From Publishers Weekly
The Jamestown story needs retelling, says NYU historian Kupperman (Providence Island) not just because 2007 marks the 400th anniversary of its settlement. It also needs retelling because Americans tend to locate our origins in Plymouth and distance ourselves from Jamestown, which we associate with "greedy, grasping colonists" backed by "arrogant" English patrons. The first decade of Jamestown's history was messy, admits Kupperman, but through that mess, settlers figured out how to make colonization work. Plymouth, in fact, benefited from the lessons learned at Jamestown. What is remarkable is that a colonial outpost on the edge of Virginia, in a not very hospitable location, survived at all. Kupperman, of course, shows how the colonists negotiated relationships with Indians. But her more innovative chapters focus on labor. Colonists began experimenting with tobacco, and colonial elites gradually realized that people were more willing to work when they were laboring for themselves. Backers in England began to think more flexibly about how to create colonial profits. But the dark side of this success story is the institution of indentured servitude, which proved key to Jamestown's success. Kupperman, marrying vivid narration with trenchant analysis, has done the history of Jamestown, and of early America, a great service. 41 b&w illus. (Mar.)
Copyright © Reed Business Information, a division of Reed Elsevier Inc. All rights reserved. --This text refers to the Hardcover edition.

From The Washington Post
Reviewed by Tony Horwitz

All memory is selective, for nations as for individuals. The year 1620 is etched into Plymouth Rock and the minds of most Americans as the birth date of this country. We hallow austere Pilgrims with a day of national gluttony. The Mayflower is iconic -- the name of a moving company, a luxury Washington hotel, and a recent best-seller.

But can you name the three ships that landed English colonists 13 years before the Pilgrims? Identify one person aboard, other than John Smith? Explain why they came and what happened to them?

Jamestown's 400th birthday arrives this year with a fleet of books to stir Americans from their historical amnesia. This awakening should be a snap. The saga of early Virginia has knights, knaves, shipwrecks, naked Indian dancers (cooing to sex-starved Englishmen, "Love you not me?" ),and plenty of smoking and drinking. It's pulp nonfiction compared to the family-friendly tale of pious Pilgrims dining with gentle Indians.

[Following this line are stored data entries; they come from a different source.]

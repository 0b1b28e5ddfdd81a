//! Error taxonomy
//!
//! Two failure kinds exist: a humid-air state point that cannot be
//! resolved ([`PropertyError`], handled per-point inside the sweep by
//! omission) and an invalid chart configuration ([`ChartError`], the only
//! error the sweep surfaces to callers).

use std::fmt;

/// A requested humid-air state point is not physically resolvable
#[derive(Debug, Clone, PartialEq, Eq)]
pub enum PropertyError {
    /// The input combination lies outside the model's valid domain
    /// (e.g. vapor pressure at or above total pressure, or a negative
    /// humidity ratio implied by the inputs)
    OutOfDomain(String),
}

impl fmt::Display for PropertyError {
    fn fmt(&self, f: &mut fmt::Formatter<'_>) -> fmt::Result {
        match self {
            PropertyError::OutOfDomain(msg) => {
                write!(f, "State point outside model domain: {msg}")
            }
        }
    }
}

impl std::error::Error for PropertyError {}

/// Chart generation failure
#[derive(Debug, Clone, PartialEq, Eq)]
pub enum ChartError {
    /// Caller-supplied configuration is degenerate
    /// (inverted temperature bounds or zero RH steps)
    InvalidConfig(String),
}

impl fmt::Display for ChartError {
    fn fmt(&self, f: &mut fmt::Formatter<'_>) -> fmt::Result {
        match self {
            ChartError::InvalidConfig(msg) => write!(f, "Invalid chart configuration: {msg}"),
        }
    }
}

impl std::error::Error for ChartError {}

But the tawdry side of Jamestown also helps explain why its founding has rarely been enshrined as the nativity of English America. As Karen Ordahl Kupperman observes in The Jamestown Project, "This is the creation story from hell." Instead of Thanksgiving, there's the spectacle of starved colonists eating rats, shoes, excrement and each other. One man even killed, carved up and salted his pregnant wife. He was promptly tortured and executed, like many others at Jamestown, a settlement plagued by crime, mutiny and indolence. Rather than grow food, colonists extorted it from Indians. The English ultimately thrived by exporting tobacco and importing Africans. Small wonder that Americans have traditionally abridged Jamestown's story to a single scene: Pocahontas's romantic rescue of John Smith.

Several new Jamestown books provide a much fuller and less sanitized picture. Together, they tell an epic of suffering -- by English, Indians and Africans -- that was fateful not only to the survival of a colonial fort but to the character of a future nation. Unfortunately, none of these books is likely to excite interest in Jamestown to match that aroused for Plymouth by Nathaniel Philbrick's Mayflower. The Pilgrims, for now, appear safe atop their undeserved perch.

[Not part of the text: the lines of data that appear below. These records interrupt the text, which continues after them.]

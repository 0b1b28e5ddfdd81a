//! Chart sweep engine
//!
//! Builds the five curve families of a psychrometric chart by sweeping a
//! dry-bulb temperature grid against a [`HumidAirModel`]:
//!
//! 1. constant-RH iso-lines plus the saturation boundary
//! 2. constant specific-enthalpy lines
//! 3. constant wet-bulb-temperature lines
//! 4. constant moist-air-density lines
//!
//! Pressure is computed once per chart from the altitude and reused for
//! every query. Property-model failures never escape: a point the model
//! cannot resolve is dropped, and a parametric curve that resolves no
//! points at all is omitted from the chart. Only a degenerate
//! configuration fails the call.
//!
//! The sweep is pure: identical inputs yield bit-identical charts.

use serde::{Deserialize, Serialize};
use tracing::{debug, info, trace};

use crate::core_types::chart::{Chart, Curve, CurveFamily};
use crate::core_types::units::{Celsius, Kelvin, Pascals};
use crate::error::ChartError;
use crate::physics::atmosphere::altitude_to_pressure;
use crate::physics::humid_air::HumidAirModel;

/// Dry-bulb grid resolution per curve
pub const GRID_POINTS: usize = 100;

/// Number of constant-enthalpy lines
const ENTHALPY_LINES: usize = 6;

/// Constant-enthalpy sweep bounds (J/kg dry air)
const ENTHALPY_RANGE: (f64, f64) = (20e3, 100e3);

/// Number of constant-wet-bulb lines
const WET_BULB_LINES: usize = 5;

/// Constant-wet-bulb sweep bounds (°C)
const WET_BULB_RANGE: (f64, f64) = (10.0, 30.0);

/// Number of constant-density lines
const DENSITY_LINES: usize = 6;

/// Constant-density sweep bounds (kg/m³)
const DENSITY_RANGE: (f64, f64) = (0.8, 1.3);

/// Chart sweep configuration
#[derive(Debug, Clone, Copy, PartialEq, Serialize, Deserialize)]
pub struct ChartConfig {
    /// Altitude above sea level (m); feeds the pressure estimator
    pub altitude_m: f64,
    /// Lower dry-bulb bound (°C)
    pub t_min_c: f64,
    /// Upper dry-bulb bound (°C)
    pub t_max_c: f64,
    /// Number of RH iso-lines between 10% and 100% inclusive
    pub rh_steps: usize,
}

impl Default for ChartConfig {
    fn default() -> Self {
        Self {
            altitude_m: 0.0,
            t_min_c: 0.0,
            t_max_c: 50.0,
            rh_steps: 10,
        }
    }
}

impl ChartConfig {
    /// Reject degenerate configurations before any sweep work starts
    ///
    /// # Errors
    /// `InvalidConfig` when the temperature bounds are inverted or equal,
    /// or when no RH iso-lines are requested.
    pub fn validate(&self) -> Result<(), ChartError> {
        if !self.t_min_c.is_finite() || !self.t_max_c.is_finite() || self.t_min_c >= self.t_max_c {
            return Err(ChartError::InvalidConfig(format!(
                "t_min ({}) must be strictly below t_max ({})",
                self.t_min_c, self.t_max_c
            )));
        }
        if self.rh_steps == 0 {
            return Err(ChartError::InvalidConfig(
                "rh_steps must be at least 1".to_string(),
            ));
        }
        Ok(())
    }
}

/// Evenly spaced samples over [start, stop], both ends inclusive
///
/// Uses the ratio form so the last sample lands on `stop` exactly; a
/// cumulative-step overshoot of one ULP past 1.0 would invalidate the
/// 100% RH query.
fn linspace(start: f64, stop: f64, n: usize) -> Vec<f64> {
    if n == 1 {
        return vec![start];
    }
    let span = stop - start;
    let last = n as f64 - 1.0;
    (0..n).map(|i| start + span * (i as f64) / last).collect()
}

/// Generate a psychrometric chart for the configured altitude and range
///
/// The returned [`Chart`] is a plain value with no rendering state;
/// hand it to a frontend (the demo binary uses plotters) or serialize it.
///
/// # Errors
/// `InvalidConfig` for degenerate input (see [`ChartConfig::validate`]);
/// property-model failures are handled internally by point omission and
/// never surface here.
pub fn generate_chart<M: HumidAirModel>(
    config: &ChartConfig,
    model: &M,
) -> Result<Chart, ChartError> {
    config.validate()?;

    let pressure = altitude_to_pressure(config.altitude_m);
    debug!(
        "Sweeping {} to {} °C at {} m ({pressure})",
        config.t_min_c, config.t_max_c, config.altitude_m
    );

    let grid: Vec<Kelvin> = linspace(config.t_min_c, config.t_max_c, GRID_POINTS)
        .into_iter()
        .map(|t_c| Celsius::new(t_c).to_kelvin())
        .collect();

    let mut curves: Vec<Curve> = Vec::new();

    // Constant-RH iso-lines, 10%..100%
    for rh in linspace(0.1, 1.0, config.rh_steps) {
        let label = format!("{}% RH", (rh * 100.0).round());
        curves.push(rh_curve(model, &grid, pressure, rh, label, CurveFamily::RelativeHumidity));
    }

    // Saturation boundary, always drawn on top of the RH family
    curves.push(rh_curve(
        model,
        &grid,
        pressure,
        1.0,
        "100% RH".to_string(),
        CurveFamily::Saturation,
    ));

    // Constant-enthalpy lines; unresolvable points are dropped
    let (h_lo, h_hi) = ENTHALPY_RANGE;
    for h in linspace(h_lo, h_hi, ENTHALPY_LINES) {
        let mut curve = Curve::new(
            format!("h={:.0} kJ/kg", h / 1000.0),
            CurveFamily::Enthalpy,
        );
        for &t in &grid {
            if let Ok(rh) = model.relative_humidity_from_enthalpy(t, pressure, h) {
                if let Ok(dew) = model.dew_point(t, pressure, rh) {
                    curve.push(t.to_celsius().value(), dew.to_celsius().value());
                }
            }
        }
        push_if_resolved(&mut curves, curve);
    }

    // Constant-wet-bulb lines; accept only RH within [0, 1]
    let (wb_lo, wb_hi) = WET_BULB_RANGE;
    for wb_c in linspace(wb_lo, wb_hi, WET_BULB_LINES) {
        let t_wb = Celsius::new(wb_c).to_kelvin();
        let mut curve = Curve::new(format!("Twb={wb_c:.0}°C"), CurveFamily::WetBulb);
        for &t in &grid {
            if let Ok(rh) = model.relative_humidity_from_wet_bulb(t, pressure, t_wb) {
                if (0.0..=1.0).contains(&rh) {
                    if let Ok(dew) = model.dew_point(t, pressure, rh) {
                        curve.push(t.to_celsius().value(), dew.to_celsius().value());
                    }
                }
            }
        }
        push_if_resolved(&mut curves, curve);
    }

    // Constant-density lines; same accept/skip pattern as wet bulb
    let (rho_lo, rho_hi) = DENSITY_RANGE;
    for rho in linspace(rho_lo, rho_hi, DENSITY_LINES) {
        let mut curve = Curve::new(format!("Density={rho:.2} kg/m3"), CurveFamily::Density);
        for &t in &grid {
            if let Ok(rh) = model.relative_humidity_from_density(t, pressure, rho) {
                if (0.0..=1.0).contains(&rh) {
                    if let Ok(dew) = model.dew_point(t, pressure, rh) {
                        curve.push(t.to_celsius().value(), dew.to_celsius().value());
                    }
                }
            }
        }
        push_if_resolved(&mut curves, curve);
    }

    info!(
        "Assembled chart with {} curves at {} m",
        curves.len(),
        config.altitude_m
    );

    Ok(Chart {
        title: format!(
            "Psychrometric Chart (Y: Dew Point) at Altitude {} m",
            config.altitude_m
        ),
        x_label: "Dry Bulb Temperature [°C]".to_string(),
        y_label: "Dew Point Temperature [°C]".to_string(),
        curves,
    })
}

/// Sweep one constant-RH curve across the full grid
///
/// RH-family queries cannot fail for RH in (0, 1], so the curve always
/// covers the whole grid.
fn rh_curve<M: HumidAirModel>(
    model: &M,
    grid: &[Kelvin],
    pressure: Pascals,
    rh: f64,
    label: String,
    family: CurveFamily,
) -> Curve {
    let mut curve = Curve::new(label, family);
    for &t in grid {
        if let Ok(dew) = model.dew_point(t, pressure, rh) {
            curve.push(t.to_celsius().value(), dew.to_celsius().value());
        }
    }
    curve
}

/// Keep a parametric curve only when it resolved at least one point
fn push_if_resolved(curves: &mut Vec<Curve>, curve: Curve) {
    if curve.is_empty() {
        trace!("Omitting '{}': no resolvable points", curve.label);
    } else {
        curves.push(curve);
    }
}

Kupperman, a historian at New York University and author of several fine books on early America, looks across centuries and continents to set Virginia in context as just one among dozens of colonial ventures. Her wide-angle approach illuminates the roots of European expansion and shows how colonization was understood by both the intruders and the intruded-upon. But it drains Jamestown's story of color and tension. Two hundred pages elapse before Kupperman starts narrating the events that followed the colonists' arrival in Virginia in 1607. Her retelling is tepid, as is her conclusion: "The key to building English societies abroad, however messy and incomplete, was discovered in Virginia and all successful colonies henceforth followed its model."

As its title suggests, Benjamin Woolley's Savage Kingdom (forthcoming in April) wants to grab the general reader by the throat. If Kupperman's book suffers from too little drama, Woolley's has too much. "On a cold January day in 1606, a messenger walked inconspicuously across the cobbles of London's Strand," a typical chapter opens. The short walk, we're told, was a journey that "crossed from one era of history to another." Only later do we learn the messenger's mission: delivering a dry document about the financing of colonization.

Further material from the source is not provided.